__TASK TO CARRY OUT__. Go over the data and work out how many lines include the word "types". Give that number only.
(EXERCISE DATA)
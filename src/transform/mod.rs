//! Transform module
//!
//! Turns raw transaction rows into typed, validated rows partitioned by
//! (year, month).
//!
//! # Overview
//!
//! For each raw record, in order:
//! 1. `amount` and `total_price` are parsed as numbers; failures become missing
//! 2. `transaction_date` is parsed as a timestamp; failures become missing
//! 3. records missing `customer_name`, `product_name`, `amount` or
//!    `transaction_date` are dropped (`total_price` may stay missing)
//! 4. `product_name` is trimmed
//! 5. `year` and `month` are derived from `transaction_date`

mod coerce;
mod job;
mod pipeline;
mod types;

pub use coerce::{coerce_numeric, coerce_timestamp, trim_text};
pub use job::TransformJob;
pub use pipeline::{CleanStats, TransformPipeline};
pub use types::{
    CleanedRecord, CleanedTable, DropReason, PartitionKey, RawRecord, RawTable, TransformReport,
    AMOUNT, CUSTOMER_NAME, KNOWN_COLUMNS, MONTH, PARTITION_COLUMNS, PRODUCT_NAME, TOTAL_PRICE,
    TRANSACTION_DATE, YEAR,
};
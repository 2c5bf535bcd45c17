// Allow common clippy pedantic lints that aren't critical for this codebase
#![allow(clippy::cast_possible_truncation)]
#![allow(clippy::cast_sign_loss)]
#![allow(clippy::cast_lossless)]
#![allow(clippy::too_many_lines)]
#![allow(clippy::unused_self)]
#![allow(clippy::must_use_candidate)]
#![allow(clippy::items_after_statements)]
#![allow(clippy::unnecessary_wraps)]
#![allow(clippy::match_same_arms)]
#![allow(clippy::needless_pass_by_value)]
#![allow(clippy::unused_async)]

//! # Curate Pipeline
//!
//! A two-stage batch pipeline for e-commerce transaction data.
//!
//! ## Stages
//!
//! - **Transform**: read raw delimited files from object storage, coerce
//!   types, drop incomplete rows, trim product names, derive `year`/`month`
//!   and write Hive-partitioned Parquet, replacing only the partitions present
//!   in the new data
//! - **Orchestrate**: start the transform job on the job service, poll it to a
//!   terminal state and start the catalog crawler when it succeeded
//!
//! ## Quick Start
//!
//! ```rust,ignore
//! use curate_pipeline::{config::TransformConfig, transform::TransformJob, Result};
//!
//! #[tokio::main]
//! async fn main() -> Result<()> {
//!     let config = TransformConfig {
//!         source: "./raw".to_string(),
//!         destination: "./curated".to_string(),
//!         ..TransformConfig::default()
//!     };
//!     let report = TransformJob::from_config(&config)?.run().await?;
//!     println!("{} rows written", report.rows_written);
//!     Ok(())
//! }
//! ```
//!
//! ## Architecture
//!
//! ```text
//! ┌──────────────────────────────────────────────────────────────┐
//! │                OrchestrationHandler (trigger)                │
//! │  submit → poll every 15s → SUCCEEDED → start crawler → 200   │
//! └──────────────────────────────────────────────────────────────┘
//!                               │ runs
//! ┌────────────────────┬────────┴───────────┬────────────────────┐
//! │  DelimitedSource   │ TransformPipeline  │  PartitionedSink   │
//! ├────────────────────┼────────────────────┼────────────────────┤
//! │ list + parse       │ coerce types       │ year=/month= dirs  │
//! │ schema union       │ drop incomplete    │ overwrite touched  │
//! │ NA markers         │ trim, derive Y/M   │ partitions only    │
//! └────────────────────┴────────────────────┴────────────────────┘
//! ```

#![warn(clippy::all)]
#![warn(clippy::pedantic)]
#![allow(clippy::module_name_repetitions)]
#![allow(clippy::missing_errors_doc)]
#![allow(clippy::missing_panics_doc)]
#![allow(clippy::doc_markdown)]

// ============================================================================
// Module declarations
// ============================================================================

/// Error types
pub mod error;

/// Common types and type aliases
pub mod types;

/// Pipeline configuration
pub mod config;

/// Object storage, CSV input and Parquet output
pub mod storage;

/// Cleaning rules and the transform job
pub mod transform;

/// Job orchestration handler and service clients
pub mod orchestrate;

/// Command-line interface
pub mod cli;

// ============================================================================
// Re-exports
// ============================================================================

pub use error::{Error, Result};
pub use types::*;

pub use config::PipelineConfig;
pub use orchestrate::{HandlerResponse, OrchestrationHandler};
pub use transform::{TransformJob, TransformReport};

/// Crate version
pub const VERSION: &str = env!("CARGO_PKG_VERSION");

/// Crate name
pub const NAME: &str = env!("CARGO_PKG_NAME");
(End EXERCISE DATA)
__SOLUTION__. 8